8 septembre 2019

Across 110th Street

Dès les premières secondes, on est dans le bain ! Nous suivons une petite bande de truands parcourant les rues délaissés des quartiers noirs de New York dans une vieille bagnole amochée. Tout cela sur le rythme entraînant de la superbe chanson-titre de Bobby Womack, dont la notoriété a depuis dépassé celle du film puisqu'elle figure également sur la bande originale du Jackie Brown de Quentin Tarantino. La réalisation de Barry Shear est nerveuse, sèche, énergique et a le don de nous scotcher d'entrée de jeu. Déguisés en policiers, trois jeunes voleurs dérobent une somme astronomique à la Mafia, laissant derrière eux de nombreux cadavres, dont quelques flics. Une course contre la montre s'engage alors entre la Mafia et les forces de l'ordre, chaque partie étant tout ce qu'il a de plus déterminée à mettre le grappin sur les trois cambrioleurs. William Pope (Yaphet Kotto), jeune lieutenant noir de la police new-yorkaise, est engagé sur l'affaire. Il est amené à travailler avec le capitaine Mattelli (Anthony Quinn), un vieux flic chevronné un brin raciste et aux méthodes assez douteuses...

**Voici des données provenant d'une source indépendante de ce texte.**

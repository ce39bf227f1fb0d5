//! Per-lens and merged telemetry state.
//!
//! [`TelemetryRepository`] is owned by one writer (the event pump). Every
//! update produces a fresh [`Snapshot`] behind an `Arc`; readers never see a
//! partially applied event.

use std::sync::Arc;

use serde::{Deserialize, Serialize};

use crate::types::{CaseUpdate, DeviceVitals, EventKind, Lens, PerLens, StateFlags, SystemEvent, TelemetryEvent};

/// Vitals older than this no longer count as evidence of a sleeping lens.
pub const VITALS_SLEEP_TIMEOUT_MS: u64 = 3_000;

#[derive(Debug, Clone, Default, PartialEq, Eq, Serialize, Deserialize)]
pub struct LensTelemetry {
    pub battery_percent: Option<u8>,
    pub case_battery_percent: Option<u8>,
    pub battery_voltage_mv: Option<u16>,
    pub case_voltage_mv: Option<u16>,
    pub charging: Option<bool>,
    pub rssi: Option<i16>,
    pub firmware_version: Option<String>,
    pub uptime_seconds: Option<u64>,
    pub last_ping_at: Option<u64>,
    pub last_ack_at: Option<u64>,
    pub missed_heartbeats: u32,
    pub case_open: Option<bool>,
    pub in_case: Option<bool>,
    pub wearing: Option<bool>,
    /// Temples folded; `Some(true)` while cradled, `Some(false)` while worn
    pub fold_state: Option<bool>,
    pub silent_mode: Option<bool>,
    pub last_vitals_at: Option<u64>,
    pub last_updated: Option<u64>,
}

impl LensTelemetry {
    fn with_shared(mut self, shared: &Shared) -> Self {
        self.case_open = self.case_open.or(shared.case_open);
        self.in_case = self.in_case.or(shared.in_case);
        self.fold_state = self.fold_state.or(shared.fold_state);
        self.last_vitals_at = self.last_vitals_at.or(shared.last_vitals_at);
        self
    }

    fn apply_flags(&mut self, flags: &StateFlags) {
        self.wearing = Some(flags.wearing);
        self.in_case = Some(flags.in_cradle);
        self.case_open = Some(flags.case_open);
        self.silent_mode = Some(flags.silent_mode);
        self.charging = Some(flags.charging);
        self.apply_fold(Some(flags.in_cradle), Some(flags.wearing));
    }

    fn apply_fold(&mut self, in_case: Option<bool>, wearing: Option<bool>) {
        if in_case == Some(true) {
            self.fold_state = Some(true);
        } else if wearing == Some(true) {
            self.fold_state = Some(false);
        }
    }

    fn apply_vitals(&mut self, vitals: &DeviceVitals) {
        overwrite(&mut self.battery_percent, vitals.battery_percent);
        overwrite(&mut self.case_battery_percent, vitals.case_battery_percent);
        overwrite(&mut self.firmware_version, vitals.firmware_version.clone());
        overwrite(&mut self.rssi, vitals.signal_rssi);
        overwrite(&mut self.wearing, vitals.wearing);
        overwrite(&mut self.in_case, vitals.in_cradle);
        overwrite(&mut self.charging, vitals.charging);
        overwrite(&mut self.silent_mode, vitals.silent_mode);
        overwrite(&mut self.case_open, vitals.case_open);
        self.apply_fold(vitals.in_cradle, vitals.wearing);
    }

    fn apply_system(&mut self, event: &SystemEvent) {
        overwrite(&mut self.wearing, event.wearing);
        overwrite(&mut self.in_case, event.in_case);
        overwrite(&mut self.case_open, event.case_open);
        overwrite(&mut self.charging, event.charging);
        overwrite(&mut self.case_battery_percent, event.case_battery_percent);
        self.apply_fold(event.in_case, event.wearing);
    }

    fn apply_case(&mut self, update: &CaseUpdate) {
        overwrite(&mut self.case_battery_percent, update.battery_percent);
        overwrite(&mut self.case_voltage_mv, update.voltage_mv);
        overwrite(&mut self.case_open, update.lid_open);
        overwrite(&mut self.silent_mode, update.silent_mode);
    }
}

fn overwrite<T>(slot: &mut Option<T>, value: Option<T>) {
    if value.is_some() {
        *slot = value;
    }
}

/// Charging case state. Fields merge: a `None` in an update keeps the
/// previous value.
#[derive(Debug, Clone, Copy, Default, PartialEq, Eq, Serialize, Deserialize)]
pub struct CaseStatus {
    pub battery_percent: Option<u8>,
    pub charging: Option<bool>,
    pub lid_open: Option<bool>,
    pub silent_mode: Option<bool>,
    pub voltage_mv: Option<u16>,
    pub updated_at: Option<u64>,
}

impl CaseStatus {
    fn merge(&mut self, update: &CaseUpdate, timestamp: u64) {
        overwrite(&mut self.battery_percent, update.battery_percent);
        overwrite(&mut self.charging, update.charging);
        overwrite(&mut self.lid_open, update.lid_open);
        overwrite(&mut self.silent_mode, update.silent_mode);
        overwrite(&mut self.voltage_mv, update.voltage_mv);
        self.updated_at = Some(timestamp);
    }
}

#[derive(Debug, Clone, Copy, Default, PartialEq, Eq, Serialize, Deserialize)]
pub enum SleepPhase {
    #[default]
    Unknown,
    Awake,
    Sleeping,
}

/// Values shared across lenses and pushed down into lenses that lack them.
#[derive(Debug, Clone, Copy, Default)]
struct Shared {
    case_open: Option<bool>,
    in_case: Option<bool>,
    fold_state: Option<bool>,
    last_vitals_at: Option<u64>,
}

#[derive(Debug, Clone, Default, PartialEq, Eq, Serialize, Deserialize)]
pub struct Snapshot {
    pub lenses: PerLens<LensTelemetry>,
    pub case: CaseStatus,
    pub uptime_seconds: Option<u64>,
    pub last_lens: Option<Lens>,
    pub last_frame_hex: Option<String>,
    pub firmware_version: Option<String>,
    pub sleep_phase: SleepPhase,
    /// True when either lens reports the case open
    pub case_open: Option<bool>,
    pub in_case: Option<bool>,
    pub fold_state: Option<bool>,
    pub last_vitals_at: Option<u64>,
    pub recorded_at: Option<u64>,
    /// Bumped each time every lens has disconnected and telemetry reset
    #[serde(default)]
    pub session: u64,
}

impl Snapshot {
    pub fn lens(&self, lens: Lens) -> &LensTelemetry {
        &self.lenses[lens]
    }

    /// No event has been applied since creation or the last reset.
    pub fn is_empty(&self) -> bool {
        self.recorded_at.is_none()
    }

    fn resolved(&self, lens: Lens) -> (Option<bool>, Option<bool>, Option<bool>, Option<u64>) {
        let telemetry = &self.lenses[lens];
        (
            telemetry.case_open.or(self.case_open),
            telemetry.in_case.or(self.in_case),
            telemetry.fold_state.or(self.fold_state),
            telemetry.last_vitals_at.or(self.last_vitals_at),
        )
    }

    /// Folded in a closed case with fresh vitals.
    pub fn is_sleeping(&self, lens: Lens, now: u64) -> bool {
        let (Some(case_open), Some(in_case), Some(folded), Some(vitals_at)) = self.resolved(lens) else {
            return false;
        };
        !case_open && in_case && folded && now.saturating_sub(vitals_at) <= VITALS_SLEEP_TIMEOUT_MS
    }

    pub fn is_awake(&self, lens: Lens, now: u64) -> bool {
        let (case_open, in_case, folded, vitals_at) = self.resolved(lens);
        if case_open.is_none() && in_case.is_none() && folded.is_none() && vitals_at.is_none() {
            return false;
        }
        if case_open == Some(true) || in_case == Some(false) || folded == Some(false) {
            return true;
        }
        vitals_at.is_none_or(|at| now.saturating_sub(at) > VITALS_SLEEP_TIMEOUT_MS)
    }

    pub fn is_headset_sleeping(&self, now: u64) -> bool {
        Lens::ALL.iter().all(|&lens| self.is_sleeping(lens, now))
    }

    pub fn sleep_phase_at(&self, now: u64) -> SleepPhase {
        if self.is_headset_sleeping(now) {
            SleepPhase::Sleeping
        } else if Lens::ALL.iter().any(|&lens| self.is_awake(lens, now)) {
            SleepPhase::Awake
        } else {
            SleepPhase::Unknown
        }
    }
}

/// Single-writer telemetry store.
#[derive(Debug, Clone, Default)]
pub struct TelemetryRepository {
    snapshot: Arc<Snapshot>,
    connected: PerLens<bool>,
}

impl TelemetryRepository {
    pub fn new() -> Self {
        Self::default()
    }

    pub fn snapshot(&self) -> Arc<Snapshot> {
        self.snapshot.clone()
    }

    /// Fold one event into a new snapshot.
    pub fn apply(&mut self, event: &TelemetryEvent) -> Arc<Snapshot> {
        let lens = event.lens;
        let ts = event.timestamp;
        let mut next = (*self.snapshot).clone();
        let mut telemetry = next.lenses[lens].clone();
        telemetry.last_updated = Some(ts);

        let mut vitals = true;
        match &event.kind {
            EventKind::State { flags, .. } => telemetry.apply_flags(flags),
            EventKind::Battery { battery_percent, case_battery_percent, info } => {
                overwrite(&mut telemetry.battery_percent, *battery_percent);
                overwrite(&mut telemetry.case_battery_percent, *case_battery_percent);
                if let Some(info) = info {
                    telemetry.battery_voltage_mv = Some(info.voltage_mv);
                    telemetry.charging = Some(info.charging);
                }
            }
            EventKind::Case(update) => {
                telemetry.apply_case(update);
                next.case.merge(update, ts);
            }
            EventKind::Uptime { seconds } => {
                telemetry.uptime_seconds = Some(*seconds);
                next.uptime_seconds = Some(*seconds);
            }
            EventKind::Vitals(device) => telemetry.apply_vitals(device),
            EventKind::System(system) => telemetry.apply_system(system),
            EventKind::Ack(_) => {
                telemetry.last_ack_at = Some(ts);
                vitals = false;
            }
            _ => vitals = false,
        }
        if vitals {
            telemetry.last_vitals_at = telemetry.last_vitals_at.max(Some(ts));
        }
        if let Some(version) = &telemetry.firmware_version {
            next.firmware_version = Some(version.clone());
        }

        next.last_lens = Some(lens);
        next.last_frame_hex = Some(event.raw_hex());
        next.recorded_at = Some(ts);
        self.commit(next, lens, telemetry, ts)
    }

    pub fn set_rssi(&mut self, lens: Lens, rssi: Option<i16>, timestamp: u64) -> Arc<Snapshot> {
        self.update_lens(lens, timestamp, |t| t.rssi = rssi)
    }

    /// Heartbeat bookkeeping. Zero timestamps mean "never".
    pub fn update_heartbeat(
        &mut self,
        lens: Lens,
        last_ping_at: u64,
        last_ack_at: u64,
        missed: u32,
        timestamp: u64,
    ) -> Arc<Snapshot> {
        self.update_lens(lens, timestamp, |t| {
            t.last_ping_at = (last_ping_at > 0).then_some(last_ping_at);
            t.last_ack_at = (last_ack_at > 0).then_some(last_ack_at).or(t.last_ack_at);
            t.missed_heartbeats = missed;
        })
    }

    /// Track link state. Once every lens has gone down, the snapshot resets.
    pub fn set_connected(&mut self, lens: Lens, connected: bool) -> Option<Arc<Snapshot>> {
        let was_any = self.connected.iter().any(|(_, c)| *c);
        self.connected[lens] = connected;
        let is_any = self.connected.iter().any(|(_, c)| *c);
        if was_any && !is_any {
            self.reset();
            return Some(self.snapshot());
        }
        None
    }

    /// Clear all telemetry and start a new session.
    pub fn reset(&mut self) {
        let session = self.snapshot.session.wrapping_add(1);
        self.snapshot = Arc::new(Snapshot { session, ..Snapshot::default() });
    }

    fn update_lens(&mut self, lens: Lens, timestamp: u64, edit: impl FnOnce(&mut LensTelemetry)) -> Arc<Snapshot> {
        let mut next = (*self.snapshot).clone();
        let mut telemetry = next.lenses[lens].clone();
        edit(&mut telemetry);
        telemetry.last_updated = Some(timestamp);
        next.recorded_at = Some(timestamp);
        self.commit(next, lens, telemetry, timestamp)
    }

    fn commit(&mut self, mut next: Snapshot, lens: Lens, telemetry: LensTelemetry, now: u64) -> Arc<Snapshot> {
        let other = next.lenses[lens.other()].clone();
        let case_open = match (telemetry.case_open, other.case_open) {
            (Some(true), _) | (_, Some(true)) => Some(true),
            (own, theirs) => own.or(theirs).or(next.case_open),
        };
        let shared = Shared {
            case_open,
            in_case: telemetry.in_case.or(other.in_case).or(next.in_case),
            fold_state: telemetry.fold_state.or(other.fold_state).or(next.fold_state),
            last_vitals_at: telemetry.last_vitals_at.max(other.last_vitals_at).max(next.last_vitals_at),
        };

        next.lenses[lens] = telemetry.with_shared(&shared);
        next.lenses[lens.other()] = other.with_shared(&shared);
        next.case_open = shared.case_open;
        next.in_case = shared.in_case;
        next.fold_state = shared.fold_state;
        next.last_vitals_at = shared.last_vitals_at;
        next.sleep_phase = next.sleep_phase_at(now);

        self.snapshot = Arc::new(next);
        self.snapshot.clone()
    }
}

Across 110th Street, souvent considéré comme l'un des meilleurs films de la blaxploitation des années 70, dépasse allègrement la mouvance dans laquelle il s'inscrit. Barry Shear, dont nous constatons avec stupeur qu'il s'est consacré à travailler pour le petit écran et qu'il n'a visiblement rien signé de marquant par la suite, nous livre un polar racé, d'une efficacité redoutable, qui n'a même pas pris une ride. Le rythme est parfaitement calculé, tout s'enchaîne superbement. Nous prenons un malin plaisir à voir le scénario se dérouler de manière implacable sous nos yeux, nous proposant un défilé de tronches réjouissant (les acteurs sont parfaits) et faisant fi d'un budget que l'on imagine très réduit. Il y a même quelque chose de très actuel dans cette façon, si directe et limpide, de filmer une histoire aussi simple, dont nous comprenons parfaitement les enjeux, tout en nous montrant sans détour la réalité des quartiers pauvres de New York. La conclusion, une course-poursuite sur les toits de Harlem, est terriblement haletante. Et la dernière image, particulièrement cruelle, laisse même une impression durable. En bref, un film réussi de bout en bout, qui gagne à être redécouvert !


Across 110th Street (Meurtres dans la 110ème rue) de Barry Shear avec Yaphet Kotto, Anthony Quinn et Anthony Franciosa (1972)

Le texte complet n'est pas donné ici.